Only lines with the string "items" are wanted. Pull them out of the data.

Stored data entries
* * * * *

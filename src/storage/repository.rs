//! Mapping between in-memory collections and the key-value store

use std::sync::Arc;

use serde::{de::DeserializeOwned, Serialize};
use tracing::{debug, warn};

use super::KeyValueStore;
use crate::{
    error::{Result, StoreError},
    state::{HistoryEntry, NewTimer, Timer},
};

/// Store key holding the timer collection
pub const TIMERS_KEY: &str = "timers";
/// Store key holding the completion history
pub const HISTORY_KEY: &str = "history";

/// Loads and saves the `timers` and `history` collections
///
/// Reads never fail: an absent or unreadable collection comes back empty.
/// Writes replace the whole collection.
#[derive(Clone)]
pub struct TimerRepository {
    store: Arc<dyn KeyValueStore>,
}

impl TimerRepository {
    pub fn new(store: Arc<dyn KeyValueStore>) -> Self {
        Self { store }
    }

    pub async fn load_timers(&self) -> Vec<Timer> {
        self.load_collection(TIMERS_KEY).await
    }

    pub async fn save_timers(&self, timers: &[Timer]) -> std::result::Result<(), StoreError> {
        self.save_collection(TIMERS_KEY, timers).await
    }

    pub async fn load_history(&self) -> Vec<HistoryEntry> {
        self.load_collection(HISTORY_KEY).await
    }

    pub async fn save_history(
        &self,
        history: &[HistoryEntry],
    ) -> std::result::Result<(), StoreError> {
        self.save_collection(HISTORY_KEY, history).await
    }

    /// Validate a draft, append it to `current` and persist the result
    ///
    /// Returns the new timer and the collection that was written. Nothing is
    /// written when validation fails.
    pub async fn create_timer(
        &self,
        current: &[Timer],
        draft: NewTimer,
    ) -> Result<(Timer, Vec<Timer>)> {
        let timer = Timer::create(draft)?;
        let mut timers = current.to_vec();
        timers.push(timer.clone());
        self.save_timers(&timers).await?;
        debug!("Appended timer {} to the stored collection", timer.id);
        Ok((timer, timers))
    }

    async fn load_collection<T: DeserializeOwned>(&self, key: &str) -> Vec<T> {
        let raw = match self.store.get(key).await {
            Ok(Some(raw)) => raw,
            Ok(None) => {
                debug!("No stored '{}' collection, starting empty", key);
                return Vec::new();
            }
            Err(e) => {
                warn!("Failed to read '{}' collection, starting empty: {}", key, e);
                return Vec::new();
            }
        };

        match serde_json::from_str(&raw) {
            Ok(items) => items,
            Err(e) => {
                warn!("Stored '{}' collection is malformed, starting empty: {}", key, e);
                Vec::new()
            }
        }
    }

    async fn save_collection<T: Serialize>(
        &self,
        key: &str,
        items: &[T],
    ) -> std::result::Result<(), StoreError> {
        let raw = serde_json::to_string(items)?;
        self.store.set(key, raw).await?;
        debug!("Saved {} record(s) under '{}'", items.len(), key);
        Ok(())
    }
}

#[cfg(test)]
mod tests {
    use super::*;
    use crate::{
        error::{TimerError, ValidationError},
        state::{Category, TimerStatus},
        storage::MemoryStore,
    };

    fn repository() -> (Arc<MemoryStore>, TimerRepository) {
        let store = Arc::new(MemoryStore::new());
        let repo = TimerRepository::new(store.clone());
        (store, repo)
    }

    #[tokio::test]
    async fn absent_and_malformed_collections_load_empty() {
        let (store, repo) = repository();
        assert!(repo.load_timers().await.is_empty());

        store.set(TIMERS_KEY, "not json".into()).await.unwrap();
        store.set(HISTORY_KEY, r#"{"oops":true}"#.into()).await.unwrap();
        assert!(repo.load_timers().await.is_empty());
        assert!(repo.load_history().await.is_empty());
    }

    #[tokio::test]
    async fn create_timer_appends_and_persists() {
        let (store, repo) = repository();
        let (first, timers) = repo
            .create_timer(&[], NewTimer::new("Run", 30, Category::Workout))
            .await
            .unwrap();
        let (second, timers) = repo
            .create_timer(&timers, NewTimer::new("Read", 60, Category::Study))
            .await
            .unwrap();

        assert_eq!(timers, vec![first, second.clone()]);
        assert_eq!(repo.load_timers().await, timers);
        assert_eq!(second.status, TimerStatus::Paused);

        let raw = store.get(TIMERS_KEY).await.unwrap().unwrap();
        let json: serde_json::Value = serde_json::from_str(&raw).unwrap();
        assert_eq!(json[1]["remainingTime"], 60);
        assert_eq!(json[1]["category"], "Study");
    }

    #[tokio::test]
    async fn invalid_draft_writes_nothing() {
        let (store, repo) = repository();
        let err = repo
            .create_timer(&[], NewTimer::new("", 30, Category::Break))
            .await
            .unwrap_err();
        assert!(matches!(err, TimerError::Validation(ValidationError::EmptyName)));
        assert_eq!(store.get(TIMERS_KEY).await.unwrap(), None);
    }

    #[tokio::test]
    async fn save_timers_replaces_the_collection() {
        let (_, repo) = repository();
        let a = Timer::create(NewTimer::new("A", 5, Category::Break)).unwrap();
        let b = Timer::create(NewTimer::new("B", 5, Category::Break)).unwrap();
        repo.save_timers(&[a, b.clone()]).await.unwrap();
        repo.save_timers(&[b.clone()]).await.unwrap();
        assert_eq!(repo.load_timers().await, vec![b]);
    }
}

* * * * *

**RESULT OF THIS TASK:**
            Ok(items) => items,
        items: &[T],
        let raw = serde_json::to_string(items)?;
        debug!("Saved {} record(s) under '{}'", items.len(), key);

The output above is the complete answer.